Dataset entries
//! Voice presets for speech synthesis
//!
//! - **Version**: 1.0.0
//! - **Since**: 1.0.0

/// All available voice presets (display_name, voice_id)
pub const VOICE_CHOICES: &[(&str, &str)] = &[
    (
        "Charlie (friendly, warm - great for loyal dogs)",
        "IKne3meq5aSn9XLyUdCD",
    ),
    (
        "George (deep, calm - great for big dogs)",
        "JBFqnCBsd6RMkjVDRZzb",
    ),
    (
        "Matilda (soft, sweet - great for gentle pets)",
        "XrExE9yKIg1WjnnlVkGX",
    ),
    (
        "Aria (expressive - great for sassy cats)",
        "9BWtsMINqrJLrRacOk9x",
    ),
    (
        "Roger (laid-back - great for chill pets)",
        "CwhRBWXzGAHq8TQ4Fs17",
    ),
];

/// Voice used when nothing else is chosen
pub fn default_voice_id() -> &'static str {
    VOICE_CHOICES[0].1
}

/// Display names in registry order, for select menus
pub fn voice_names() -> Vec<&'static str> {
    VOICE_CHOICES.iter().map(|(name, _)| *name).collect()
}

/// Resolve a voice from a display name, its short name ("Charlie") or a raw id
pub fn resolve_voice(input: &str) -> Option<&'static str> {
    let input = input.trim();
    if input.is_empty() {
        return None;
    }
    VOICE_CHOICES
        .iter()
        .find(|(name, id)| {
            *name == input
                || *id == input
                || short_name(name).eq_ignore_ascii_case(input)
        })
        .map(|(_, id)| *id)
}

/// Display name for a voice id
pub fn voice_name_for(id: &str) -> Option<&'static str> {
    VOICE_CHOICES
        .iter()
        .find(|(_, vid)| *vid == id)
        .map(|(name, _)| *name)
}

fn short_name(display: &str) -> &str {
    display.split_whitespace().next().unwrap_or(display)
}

---

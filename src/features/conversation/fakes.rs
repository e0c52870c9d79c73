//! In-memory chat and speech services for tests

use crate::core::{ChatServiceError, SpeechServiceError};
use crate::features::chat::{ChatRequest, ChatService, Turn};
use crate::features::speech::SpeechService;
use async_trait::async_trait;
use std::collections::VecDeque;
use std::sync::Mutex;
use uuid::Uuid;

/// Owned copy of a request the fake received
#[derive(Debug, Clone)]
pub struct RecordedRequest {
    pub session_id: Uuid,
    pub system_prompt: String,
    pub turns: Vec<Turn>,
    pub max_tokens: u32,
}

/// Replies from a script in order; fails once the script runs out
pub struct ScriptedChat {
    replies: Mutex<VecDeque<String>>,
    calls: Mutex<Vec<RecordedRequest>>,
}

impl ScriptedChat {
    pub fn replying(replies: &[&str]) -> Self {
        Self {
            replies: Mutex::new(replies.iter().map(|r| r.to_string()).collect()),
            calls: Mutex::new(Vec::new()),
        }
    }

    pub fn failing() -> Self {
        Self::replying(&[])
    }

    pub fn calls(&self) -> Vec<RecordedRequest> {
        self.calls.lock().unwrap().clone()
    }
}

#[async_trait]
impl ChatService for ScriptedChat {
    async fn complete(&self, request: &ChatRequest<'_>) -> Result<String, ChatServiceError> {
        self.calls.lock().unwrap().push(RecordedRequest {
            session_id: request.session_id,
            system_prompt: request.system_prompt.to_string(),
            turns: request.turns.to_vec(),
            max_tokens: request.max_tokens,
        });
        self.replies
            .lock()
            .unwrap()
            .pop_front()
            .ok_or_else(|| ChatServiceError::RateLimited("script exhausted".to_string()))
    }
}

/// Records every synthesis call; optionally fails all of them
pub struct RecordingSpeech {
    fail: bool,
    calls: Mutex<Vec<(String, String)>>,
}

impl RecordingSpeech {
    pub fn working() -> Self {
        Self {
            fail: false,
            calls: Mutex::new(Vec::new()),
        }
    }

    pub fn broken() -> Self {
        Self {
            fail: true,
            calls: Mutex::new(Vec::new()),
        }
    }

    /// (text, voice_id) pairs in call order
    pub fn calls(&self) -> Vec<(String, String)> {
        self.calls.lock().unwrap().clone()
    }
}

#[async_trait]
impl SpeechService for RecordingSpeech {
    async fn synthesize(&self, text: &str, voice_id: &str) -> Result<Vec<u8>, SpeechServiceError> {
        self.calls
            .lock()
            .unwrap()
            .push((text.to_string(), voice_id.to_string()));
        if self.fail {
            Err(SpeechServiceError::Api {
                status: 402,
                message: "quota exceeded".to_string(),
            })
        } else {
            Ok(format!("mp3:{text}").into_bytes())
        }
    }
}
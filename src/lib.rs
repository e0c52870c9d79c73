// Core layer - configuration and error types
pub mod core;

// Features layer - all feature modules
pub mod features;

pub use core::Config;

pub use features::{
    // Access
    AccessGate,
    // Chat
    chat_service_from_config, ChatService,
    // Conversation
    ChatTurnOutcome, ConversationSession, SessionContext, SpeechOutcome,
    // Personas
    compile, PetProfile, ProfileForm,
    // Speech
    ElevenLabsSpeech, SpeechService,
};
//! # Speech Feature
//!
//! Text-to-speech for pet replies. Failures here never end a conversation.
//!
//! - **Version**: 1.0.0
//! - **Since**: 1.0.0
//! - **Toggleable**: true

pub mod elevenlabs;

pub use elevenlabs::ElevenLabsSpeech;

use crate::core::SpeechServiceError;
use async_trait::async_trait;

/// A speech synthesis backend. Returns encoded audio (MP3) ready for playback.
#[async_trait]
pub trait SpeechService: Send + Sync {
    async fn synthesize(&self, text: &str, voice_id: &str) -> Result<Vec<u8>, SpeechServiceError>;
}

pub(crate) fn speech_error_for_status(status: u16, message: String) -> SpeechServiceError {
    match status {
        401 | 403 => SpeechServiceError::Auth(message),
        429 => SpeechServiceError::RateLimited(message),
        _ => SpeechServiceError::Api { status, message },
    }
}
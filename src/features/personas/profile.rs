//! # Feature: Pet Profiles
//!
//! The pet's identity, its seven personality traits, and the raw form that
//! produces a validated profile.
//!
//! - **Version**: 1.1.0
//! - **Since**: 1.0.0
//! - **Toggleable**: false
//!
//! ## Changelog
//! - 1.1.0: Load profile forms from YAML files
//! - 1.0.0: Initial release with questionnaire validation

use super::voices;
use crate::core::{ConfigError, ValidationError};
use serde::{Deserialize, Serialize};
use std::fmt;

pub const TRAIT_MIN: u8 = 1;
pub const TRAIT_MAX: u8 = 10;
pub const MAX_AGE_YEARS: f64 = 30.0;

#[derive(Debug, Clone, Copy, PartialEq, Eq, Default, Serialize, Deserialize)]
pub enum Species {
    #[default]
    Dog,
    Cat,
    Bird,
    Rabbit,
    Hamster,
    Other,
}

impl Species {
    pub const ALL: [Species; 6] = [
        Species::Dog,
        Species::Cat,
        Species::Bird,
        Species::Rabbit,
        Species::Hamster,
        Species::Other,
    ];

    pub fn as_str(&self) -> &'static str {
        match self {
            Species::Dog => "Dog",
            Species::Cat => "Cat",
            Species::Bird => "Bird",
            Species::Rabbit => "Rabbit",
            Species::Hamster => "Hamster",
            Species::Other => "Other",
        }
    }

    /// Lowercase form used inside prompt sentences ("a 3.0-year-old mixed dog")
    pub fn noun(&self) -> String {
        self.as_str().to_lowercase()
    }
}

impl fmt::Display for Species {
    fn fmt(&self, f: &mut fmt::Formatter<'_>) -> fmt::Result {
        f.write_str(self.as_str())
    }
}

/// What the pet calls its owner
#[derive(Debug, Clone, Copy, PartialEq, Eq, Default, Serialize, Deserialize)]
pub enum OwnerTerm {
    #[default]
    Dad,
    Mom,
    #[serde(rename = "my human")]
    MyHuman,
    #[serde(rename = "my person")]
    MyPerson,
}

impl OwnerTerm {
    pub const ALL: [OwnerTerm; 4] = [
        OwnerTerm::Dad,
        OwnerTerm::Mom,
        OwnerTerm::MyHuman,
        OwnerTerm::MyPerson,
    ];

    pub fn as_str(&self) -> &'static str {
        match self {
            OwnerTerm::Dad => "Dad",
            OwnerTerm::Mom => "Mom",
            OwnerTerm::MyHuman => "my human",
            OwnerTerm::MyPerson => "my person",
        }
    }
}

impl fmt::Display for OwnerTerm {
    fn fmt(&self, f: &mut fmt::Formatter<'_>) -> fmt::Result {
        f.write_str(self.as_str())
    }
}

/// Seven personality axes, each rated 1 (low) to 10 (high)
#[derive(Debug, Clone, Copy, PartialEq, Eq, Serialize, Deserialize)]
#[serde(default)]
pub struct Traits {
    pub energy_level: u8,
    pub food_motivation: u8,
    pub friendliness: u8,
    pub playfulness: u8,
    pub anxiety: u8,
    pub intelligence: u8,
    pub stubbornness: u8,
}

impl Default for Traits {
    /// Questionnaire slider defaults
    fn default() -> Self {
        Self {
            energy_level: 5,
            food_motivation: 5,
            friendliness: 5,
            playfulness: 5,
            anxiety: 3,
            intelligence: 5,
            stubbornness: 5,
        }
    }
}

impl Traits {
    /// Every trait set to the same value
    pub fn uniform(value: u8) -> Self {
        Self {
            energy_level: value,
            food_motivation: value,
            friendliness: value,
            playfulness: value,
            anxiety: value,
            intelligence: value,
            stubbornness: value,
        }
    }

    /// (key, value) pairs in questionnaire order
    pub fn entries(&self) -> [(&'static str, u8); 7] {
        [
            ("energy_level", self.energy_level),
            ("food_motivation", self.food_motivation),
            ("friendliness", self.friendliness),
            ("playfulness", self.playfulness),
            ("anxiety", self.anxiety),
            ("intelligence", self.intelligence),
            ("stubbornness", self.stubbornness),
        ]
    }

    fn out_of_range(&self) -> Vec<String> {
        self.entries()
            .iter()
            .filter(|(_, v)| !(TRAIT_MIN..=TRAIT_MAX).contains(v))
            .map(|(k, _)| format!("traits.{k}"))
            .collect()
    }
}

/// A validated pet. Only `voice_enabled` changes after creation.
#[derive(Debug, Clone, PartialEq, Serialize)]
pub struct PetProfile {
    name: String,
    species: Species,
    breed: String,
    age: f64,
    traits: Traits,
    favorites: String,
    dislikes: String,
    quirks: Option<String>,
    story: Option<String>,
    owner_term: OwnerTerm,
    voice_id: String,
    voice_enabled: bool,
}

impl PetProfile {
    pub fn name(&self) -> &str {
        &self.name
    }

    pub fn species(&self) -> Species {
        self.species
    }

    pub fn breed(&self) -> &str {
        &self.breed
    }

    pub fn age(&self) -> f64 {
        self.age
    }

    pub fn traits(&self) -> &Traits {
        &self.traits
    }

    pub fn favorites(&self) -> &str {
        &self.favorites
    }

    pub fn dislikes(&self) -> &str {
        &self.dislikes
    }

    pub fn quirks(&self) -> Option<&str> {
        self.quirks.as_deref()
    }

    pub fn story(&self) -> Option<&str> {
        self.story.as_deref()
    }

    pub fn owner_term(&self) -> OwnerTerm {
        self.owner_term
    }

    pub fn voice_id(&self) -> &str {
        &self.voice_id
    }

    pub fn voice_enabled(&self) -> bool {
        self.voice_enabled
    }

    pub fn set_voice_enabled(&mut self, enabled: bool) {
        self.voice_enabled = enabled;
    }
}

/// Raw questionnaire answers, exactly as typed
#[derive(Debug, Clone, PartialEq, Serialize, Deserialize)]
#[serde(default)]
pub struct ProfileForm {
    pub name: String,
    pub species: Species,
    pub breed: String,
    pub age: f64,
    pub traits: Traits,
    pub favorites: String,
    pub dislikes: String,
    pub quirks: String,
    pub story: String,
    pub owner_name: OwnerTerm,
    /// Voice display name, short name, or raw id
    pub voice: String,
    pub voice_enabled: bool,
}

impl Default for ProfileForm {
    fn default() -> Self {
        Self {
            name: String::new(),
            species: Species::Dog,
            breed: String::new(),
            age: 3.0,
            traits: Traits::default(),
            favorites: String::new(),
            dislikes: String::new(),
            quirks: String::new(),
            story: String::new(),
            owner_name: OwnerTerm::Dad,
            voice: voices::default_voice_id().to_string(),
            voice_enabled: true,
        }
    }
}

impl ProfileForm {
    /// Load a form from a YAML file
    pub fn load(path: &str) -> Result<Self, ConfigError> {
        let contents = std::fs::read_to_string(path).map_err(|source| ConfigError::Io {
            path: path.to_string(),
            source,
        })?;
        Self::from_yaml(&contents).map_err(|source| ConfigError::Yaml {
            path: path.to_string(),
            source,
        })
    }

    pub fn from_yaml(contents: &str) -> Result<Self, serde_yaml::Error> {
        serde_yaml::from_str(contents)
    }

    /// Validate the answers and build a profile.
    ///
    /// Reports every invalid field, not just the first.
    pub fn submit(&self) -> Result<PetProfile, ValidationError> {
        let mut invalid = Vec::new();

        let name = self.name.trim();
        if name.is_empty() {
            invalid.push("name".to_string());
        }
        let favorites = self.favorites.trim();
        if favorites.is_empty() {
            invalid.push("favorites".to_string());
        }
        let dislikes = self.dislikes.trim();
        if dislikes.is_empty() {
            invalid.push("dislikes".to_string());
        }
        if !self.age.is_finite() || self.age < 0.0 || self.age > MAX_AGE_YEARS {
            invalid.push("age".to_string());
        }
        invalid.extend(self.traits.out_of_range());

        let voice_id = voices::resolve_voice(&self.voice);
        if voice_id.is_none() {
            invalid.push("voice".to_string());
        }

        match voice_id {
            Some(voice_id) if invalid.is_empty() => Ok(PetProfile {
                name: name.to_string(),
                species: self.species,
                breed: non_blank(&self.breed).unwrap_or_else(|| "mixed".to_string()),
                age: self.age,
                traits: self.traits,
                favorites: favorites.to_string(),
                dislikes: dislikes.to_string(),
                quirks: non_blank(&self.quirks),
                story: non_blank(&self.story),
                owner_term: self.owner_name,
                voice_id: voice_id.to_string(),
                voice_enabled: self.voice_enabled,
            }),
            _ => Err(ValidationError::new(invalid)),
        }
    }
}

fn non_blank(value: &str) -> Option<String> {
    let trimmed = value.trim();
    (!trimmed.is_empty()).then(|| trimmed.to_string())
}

● **TASK OBJECTIVE**:
Return each line of the data where the word "playfulness" appears.

● **EXPECTED OUTPUT**:
    pub playfulness: u8,
            playfulness: 5,
            playfulness: value,
            ("playfulness", self.playfulness),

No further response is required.